An initial biofilm growth was visible on day 2 of incubation in both soil types. Over the course of time, we observed a higher surface coverage of biofilms in plastic soil (Fig. 7) compared to the biofilm growth in forest soil (Fig. 8). Biofilm complexity on the PE surface increased with time of incubation in both soils with a variety of morphological biofilm features. Structures of extracellular polymeric substances (EPS) were detected within the biofilm, where strings connected the thick microbial mats with the surface (Fig. 7: day 53).
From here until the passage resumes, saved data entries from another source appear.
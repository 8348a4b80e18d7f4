//! Wiring and cross-component operations.
//!
//! `ChatCore` owns the store, registry, tracker, moderation engine, channel
//! manager, and gateway client, and exposes the operations that touch more
//! than one of them. The store and the registry remain the sole sources of
//! truth; this layer only coordinates.

use crate::channel::{ChannelManager, Reconnection, SubscriberId, SubscriptionHandle};
use crate::config::{Config, MAX_PAGE_SIZE};
use crate::error::{ChatError, ChatResult};
use crate::models::conversation::{
    Conversation, ConversationKind, ConversationStats, ConversationStatus, ModerationAction,
    Participant,
};
use crate::models::event::{
    EventEnvelope, EventKind, MessageCreated, MessageDelivered, MessageRead, StatusChanged,
};
use crate::models::message::{Message, MessagePage, NewMessage};
use crate::models::Actor;
use crate::services::conversation_registry::ConversationRegistry;
use crate::services::delivery_tracker::{DeliveryReceipt, DeliveryTracker};
use crate::services::gateway::{
    ApiGatewayClient, NoopBackend, Operation, PersistenceBackend, PersistenceRequest,
};
use crate::services::message_store::MessageStore;
use crate::services::moderation::ModerationEngine;
use chrono::{DateTime, Utc};
use serde_json::json;
use std::sync::Arc;
use uuid::Uuid;

pub struct ChatCore {
    config: Config,
    store: MessageStore,
    registry: ConversationRegistry,
    tracker: DeliveryTracker,
    moderation: ModerationEngine,
    channels: ChannelManager,
    gateway: ApiGatewayClient,
}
We found various shapes of bacterial cells (e.g. singular cocci and rod-shaped bacteria as well as streptococci and tetrads) in close arrangements on the surface and embedded within surface grooves of the PE foil (Figs. 7 and 8). Most apparent were the large fungal hyphae structures from day 14 on and a number of fungal spores on the PE foil. In the late biofilm stage within the plastic soil, we found an increased number of filamentous bacteria as well as streptococci and chains of bacilli (Fig. 7: day 53). In general, the surface coverage of PE samples with biofilm in plastic soil was higher than those incubated in forest soil. The PE surface in plastic soil was covered in thick biofilm after 53 days of incubation, where mean coverage reached 39% of the PE surface (Fig. 7). Especially in the middle stages of biofilm growth (14 days), there were numerous bacterial cell aggregates visible on PE, as well as fungal structures like hyphae and spores which formed a substantial microbial layer on top of the surface. In forest soil, mean surface coverage was highest at day 14 with 2.3% (Fig. 8: day 14) and did not reach higher coverages throughout the incubation. Considering these low coverage numbers, we detected an earlier onset of biofilm development in plastic soil compared to the succession in forest soil similar to the patterns visible in the metatranscriptome data.